- Goal of the exercise -
Every entry below must be transcribed exactly, with no line missing.

____ Data in this exercise

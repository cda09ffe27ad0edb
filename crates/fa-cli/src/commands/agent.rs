//! `forwagent agent`

use std::path::{Path, PathBuf};

use anyhow::{Context, Result};

use fa_agent::ClientEndpoint;
use fa_core::config::AgentConfig;

use super::{load_startup, shutdown_signal};
use crate::output::print_success;

/// Command-line values that take precedence over `[agent]`
#[derive(Debug, Default)]
pub struct AgentOverrides {
    pub interface: Option<String>,
    pub port: Option<u16>,
    pub socket_dir: Option<PathBuf>,
}

impl AgentOverrides {
    fn apply(self, config: &mut AgentConfig) {
        if let Some(interface) = self.interface {
            config.interface = interface;
        }
        if let Some(port) = self.port {
            config.port = port;
        }
        if let Some(socket_dir) = self.socket_dir {
            config.socket_dir = Some(socket_dir);
        }
    }
}

/// Run the client endpoint until interrupted
pub async fn agent_command(
    config_dir: &Path,
    config_path: Option<&PathBuf>,
    overrides: AgentOverrides,
) -> Result<()> {
    let startup = load_startup(config_dir, config_path)?;
    let mut config = startup.config.agent;
    overrides.apply(&mut config);

    let mut endpoint = ClientEndpoint::bind(&config, &startup.trust)
        .context("Failed to start client endpoint")?;

    for path in endpoint.socket_paths() {
        print_success(&format!("Listening on {}", path.display()));
    }

    tokio::select! {
        result = endpoint.run() => result.context("Relay stopped")?,
        _ = shutdown_signal() => {}
    }

    tracing::info!("Agent stopped");
    Ok(())
}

________

- Task output -
repository cda09ffe27ad0edb
filename crates/fa-cli/src/commands/agent.rs
//! `forwagent agent`

use std::path::{Path, PathBuf};

use anyhow::{Context, Result};

use fa_agent::ClientEndpoint;
use fa_core::config::AgentConfig;

use super::{load_startup, shutdown_signal};
use crate::output::print_success;

/// Command-line values that take precedence over `[agent]`
#[derive(Debug, Default)]
pub struct AgentOverrides {
    pub interface: Option<String>,
    pub port: Option<u16>,
    pub socket_dir: Option<PathBuf>,
}

impl AgentOverrides {
    fn apply(self, config: &mut AgentConfig) {
        if let Some(interface) = self.interface {
            config.interface = interface;
        }
        if let Some(port) = self.port {
            config.port = port;
        }
        if let Some(socket_dir) = self.socket_dir {
            config.socket_dir = Some(socket_dir);
        }
    }
}

/// Run the client endpoint until interrupted
pub async fn agent_command(
    config_dir: &Path,
    config_path: Option<&PathBuf>,
    overrides: AgentOverrides,
) -> Result<()> {
    let startup = load_startup(config_dir, config_path)?;
    let mut config = startup.config.agent;
    overrides.apply(&mut config);

    let mut endpoint = ClientEndpoint::bind(&config, &startup.trust)
        .context("Failed to start client endpoint")?;

    for path in endpoint.socket_paths() {
        print_success(&format!("Listening on {}", path.display()));
    }

    tokio::select! {
        result = endpoint.run() => result.context("Relay stopped")?,
        _ = shutdown_signal() => {}
    }

    tracing::info!("Agent stopped");
    Ok(())
}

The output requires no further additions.